# AutoCAD LT vs Draftsight vs DoubleCAD XT



## twebb (Feb 27, 2011)

I'm a newbie and found the forum with a Google search on "Draftsight review". I have spent a lot of time on the "Draftsight - Free 2D CAD" thread. WOW, some excellent information and recommendations. The tutorial information provided by BigOnSteam is simply OUTSTANDING!!

I have enrolled in a "Drafting with CAD" course at a local community college. Although not a AutoCAD course, the school recommends AutoCAD R2000 - R2008. So I'm looking for a AutoCAD LT work-alike.

It looks like Draftsight is pretty well thought of on this forum.
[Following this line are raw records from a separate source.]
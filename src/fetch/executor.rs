use log::{info, warn};
use std::sync::Arc;
use std::time::Duration;
use tokio::time::sleep;

use super::retry::RetryPolicy;
use super::{MatchPageSource, PageRequest};
use crate::config::settings::FetchSettings;
use crate::domain::{MatchRecord, TournamentSource};
use crate::errors::FetchFailed;
use crate::http::Session;
use crate::pagination::{OffsetCursor, PaginationConfig};
use crate::rate_limiter::RateLimiter;

/// Runs the complete paginated query for one tournament
pub struct FetchExecutor {
    source: Arc<dyn MatchPageSource>,
    pagination: PaginationConfig,
    retry: RetryPolicy,
    page_delay: Duration,
}

impl FetchExecutor {
    pub fn new(
        source: Arc<dyn MatchPageSource>,
        pagination: PaginationConfig,
        retry: RetryPolicy,
        page_delay: Duration,
    ) -> Self {
        Self {
            source,
            pagination,
            retry,
            page_delay,
        }
    }

    pub fn from_settings(source: Arc<dyn MatchPageSource>, settings: &FetchSettings) -> Self {
        let mut pagination = PaginationConfig::new(settings.page_limit);
        if let Some(max_pages) = settings.max_pages {
            pagination = pagination.with_max_pages(max_pages);
        }
        Self::new(
            source,
            pagination,
            RetryPolicy::from_settings(settings),
            settings.page_delay,
        )
    }

    /// All rows of every page identifier, in query order
    pub async fn fetch_tournament(
        &self,
        tournament: &TournamentSource,
        session: Option<&Session>,
    ) -> Result<Vec<MatchRecord>, FetchFailed> {
        let mut limiter = RateLimiter::new(self.page_delay);
        let mut all_rows = Vec::new();

        for page in &tournament.overview_pages {
            info!("Fetching {} ({})", tournament.slug, page);
            let rows = self
                .fetch_all_pages(&tournament.slug, page, session, &mut limiter)
                .await?;
            all_rows.extend(rows);
        }

        info!("Received {} rows for {}", all_rows.len(), tournament.slug);
        Ok(all_rows)
    }

    async fn fetch_all_pages(
        &self,
        slug: &str,
        page: &str,
        session: Option<&Session>,
        limiter: &mut RateLimiter,
    ) -> Result<Vec<MatchRecord>, FetchFailed> {
        let mut cursor = OffsetCursor::new(self.pagination.clone());
        let mut rows = Vec::new();

        while !cursor.is_finished() {
            limiter.wait().await;

            let request = PageRequest {
                page: page.to_string(),
                offset: cursor.offset(),
                limit: cursor.limit(),
            };
            let batch = self.fetch_page_with_retry(slug, &request, session).await?;

            cursor.advance(batch.len());
            rows.extend(batch);
        }

        Ok(rows)
    }

    async fn fetch_page_with_retry(
        &self,
        slug: &str,
        request: &PageRequest,
        session: Option<&Session>,
    ) -> Result<Vec<MatchRecord>, FetchFailed> {
        let mut attempt = 1;
        loop {
            match self.source.fetch_page(request, session).await {
                Ok(rows) => return Ok(rows),
                Err(error) if attempt >= self.retry.max_attempts => {
                    return Err(FetchFailed {
                        tournament: slug.to_string(),
                        page: request.page.clone(),
                        offset: request.offset,
                        attempts: attempt,
                        source: error,
                    });
                }
                Err(error) => {
                    let delay = self.retry.backoff(attempt, error.is_rate_limited());
                    warn!(
                        "Fetch failed for {} at offset {} (attempt {}): {}; retrying in {:?}",
                        slug, request.offset, attempt, error, delay
                    );
                    sleep(delay).await;
                    attempt += 1;
                }
            }
        }
    }
}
I can not find reference to DoubleCAD XT which is touted as a Auto CAD LT work-alike.

I have downloaded both Draftsight and DoubleCAD XT (both free) to determine how much of a AutoCAD LT work-alike they actually are.

This is frustrating, because I minimal CAD skills and have never used AutoCAD LT!!!

I find Double CAD XT more intuitive and user-friendly than Draftsight (maybe because DoubleCAD XT is so much like TurboCAD) but not sure of the AutoCAD LT work-alike element.

What I'm hoping for is some of the CAD experts on this forum that have used Auto CAD and Draftsight to download DoubleCAD XT, compare the packages in terms of user friendliness and AutoCAD LT work-alike. I would be very interested in your findings and opinions!!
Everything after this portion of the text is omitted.